Dienstag, 8. Januar 2013, 08:31

Ich träume sehr oft von schlechten und bösen Dingen, selten habe ich "gute" Träume, in diesen "guten" Träumen kommt meine verstorbene Oma immer vor, in diesen Träumen fühle ich mich dann sicher.

Immer wiederkehrend ist ein Traum, in welchem ich flüchten muss, oft mit anderen Menschen zusammen, selten bin ich allein. Meist befinde ich mich in Gebäuden und suche nach einem Ausweg, im letzten Traum handelte es sich um einen riesigen Plattenbau, ich lief immer wieder durch die Kellergänge und das Treppenhaus. Oft schaffe ich es nicht und werde von bösen Menschen eingeholt, was dann geschieht ist unterschiedlich, meist beginne ich dann im Traum zu weinen.

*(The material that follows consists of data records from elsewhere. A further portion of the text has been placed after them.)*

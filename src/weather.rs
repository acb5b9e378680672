//! Canned weather forecasts.
//!
//! No external service is called; each period maps to a fixed template with
//! the location substituted into its header line.

use crate::error::{AppError, Result};
use std::fmt;
use std::str::FromStr;

pub const FORECAST_NOT_AVAILABLE: &str = "Forecast not available";

#[derive(Debug, Clone, Copy, PartialEq, Eq, Hash)]
pub enum ForecastPeriod {
    SevenDay,
    FourteenDay,
    Seasonal,
}

impl ForecastPeriod {
    pub const ALL: [ForecastPeriod; 3] = [
        ForecastPeriod::SevenDay,
        ForecastPeriod::FourteenDay,
        ForecastPeriod::Seasonal,
    ];

    pub fn as_str(&self) -> &'static str {
        match self {
            ForecastPeriod::SevenDay => "7-day",
            ForecastPeriod::FourteenDay => "14-day",
            ForecastPeriod::Seasonal => "Seasonal",
        }
    }
}

impl fmt::Display for ForecastPeriod {
    fn fmt(&self, f: &mut fmt::Formatter<'_>) -> fmt::Result {
        f.write_str(self.as_str())
    }
}

impl FromStr for ForecastPeriod {
    type Err = AppError;

    /// Exact match only; the labels are the ones the front end offers.
    fn from_str(s: &str) -> Result<Self> {
        ForecastPeriod::ALL
            .into_iter()
            .find(|p| p.as_str() == s)
            .ok_or_else(|| AppError::InvalidData(format!("Unknown forecast period: '{}'", s)))
    }
}

const SEVEN_DAY: [(&str, i32); 7] = [
    ("Sunny", 28),
    ("Partly cloudy", 26),
    ("Light rain", 24),
    ("Thunderstorms", 22),
    ("Cloudy", 25),
    ("Sunny", 27),
    ("Sunny", 29),
];

#[derive(Debug, Clone, Copy, Default)]
pub struct WeatherModel;

impl WeatherModel {
    pub fn new() -> Self {
        Self
    }

    /// Forecast text for `location` over `period`.
    ///
    /// `period` is not validated: any label other than the three known ones
    /// yields [`FORECAST_NOT_AVAILABLE`].
    pub fn predict(&self, location: &str, period: &str) -> String {
        match period.parse::<ForecastPeriod>() {
            Ok(period) => self.forecast(location, period),
            Err(_) => FORECAST_NOT_AVAILABLE.to_string(),
        }
    }

    pub fn forecast(&self, location: &str, period: ForecastPeriod) -> String {
        match period {
            ForecastPeriod::SevenDay => {
                let mut lines = vec![format!("Weather forecast for {} next 7 days:", location)];
                for (day, (condition, temp)) in SEVEN_DAY.iter().enumerate() {
                    lines.push(format!("• Day {}: {}, {}°C", day + 1, condition, temp));
                }
                lines.join("\n")
            }
            ForecastPeriod::FourteenDay => format!(
                "14-day forecast for {}:\n\
                 First week: Mixed sun and rain, temps 24-28°C\n\
                 Second week: Drier conditions, temps 26-30°C",
                location
            ),
            ForecastPeriod::Seasonal => format!(
                "Seasonal outlook for {}:\n\
                 Expected above-average rainfall this season.\n\
                 Temperatures will be slightly higher than normal.",
                location
            ),
        }
    }
}

#[cfg(test)]
mod tests {
    use super::*;

    #[test]
    fn test_seven_day_has_seven_entries() {
        let forecast = WeatherModel::new().predict("Nairobi", "7-day");
        assert!(forecast.contains("Nairobi"));
        assert_eq!(forecast.lines().filter(|l| l.starts_with("• Day ")).count(), 7);
        assert!(forecast.ends_with("• Day 7: Sunny, 29°C"));
    }

    #[test]
    fn test_fourteen_day() {
        let forecast = WeatherModel::new().predict("Kisumu", "14-day");
        assert_eq!(forecast.lines().count(), 3);
        assert_eq!(forecast.lines().next(), Some("14-day forecast for Kisumu:"));
    }

    #[test]
    fn test_seasonal() {
        let forecast = WeatherModel::new().predict("Eldoret", "Seasonal");
        assert!(forecast.starts_with("Seasonal outlook for Eldoret:"));
        assert!(forecast.contains("above-average rainfall"));
    }

    #[test]
    fn test_unknown_period() {
        let model = WeatherModel::new();
        assert_eq!(model.predict("Nairobi", "unknown-value"), "Forecast not available");
        assert_eq!(model.predict("Nairobi", "seasonal"), "Forecast not available");
    }
}
use crate::advisor::Report;
use crate::error::Result;
use std::io::Write;
use tracing::warn;

/// Front-end boundary. The core only ever hands over finished reports and
/// user-facing error messages.
pub trait Presenter {
    fn render_report(&mut self, report: &Report) -> Result<()>;

    fn show_error(&mut self, message: &str) -> Result<()>;
}

/// Writes reports to one stream and errors to another.
pub struct TerminalPresenter<W, E> {
    out: W,
    err: E,
}

impl TerminalPresenter<std::io::Stdout, std::io::Stderr> {
    pub fn stdio() -> Self {
        Self::new(std::io::stdout(), std::io::stderr())
    }
}

impl<W: Write, E: Write> TerminalPresenter<W, E> {
    pub fn new(out: W, err: E) -> Self {
        Self { out, err }
    }

    pub fn into_inner(self) -> (W, E) {
        (self.out, self.err)
    }
}

impl<W: Write, E: Write> Presenter for TerminalPresenter<W, E> {
    fn render_report(&mut self, report: &Report) -> Result<()> {
        writeln!(self.out, "=== {} ===", report.tab)?;
        for pane in &report.panes {
            writeln!(self.out)?;
            writeln!(self.out, "--- {} ---", pane.title)?;
            writeln!(self.out, "{}", pane.text)?;
        }
        self.out.flush()?;
        Ok(())
    }

    fn show_error(&mut self, message: &str) -> Result<()> {
        writeln!(self.err, "Error: {}", message)?;
        self.err.flush()?;
        Ok(())
    }
}

/// Hand the outcome of an action to `presenter`.
///
/// Input problems are shown to the user and reported as `Ok(false)`; any
/// other failure is returned to the caller.
pub fn present<P: Presenter + ?Sized>(presenter: &mut P, outcome: Result<Report>) -> Result<bool> {
    match outcome {
        Ok(report) => {
            presenter.render_report(&report)?;
            Ok(true)
        }
        Err(e) if e.is_user_error() => {
            warn!("Rejected input: {}", e);
            presenter.show_error(&e.to_string())?;
            Ok(false)
        }
        Err(e) => Err(e),
    }
}

/// Convenience for reports that cannot fail.
pub fn present_report<P: Presenter + ?Sized>(presenter: &mut P, report: Report) -> Result<()> {
    present(presenter, Ok(report)).map(|_| ())
}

Mit Traumdeutungen beschäftige ich mich nicht, ich glaube es kommt daher, dass ich ein rastloser Mensch bin.

Aus meiner Vergangenheit habe ich nichts zu verarbeiten. Es macht mir aber schon zu schaffen, dass die bösen Träume den Löwenanteil meiner Schlafphase ausmachen, in der sich der Mensch ja eigentlich erholen soll.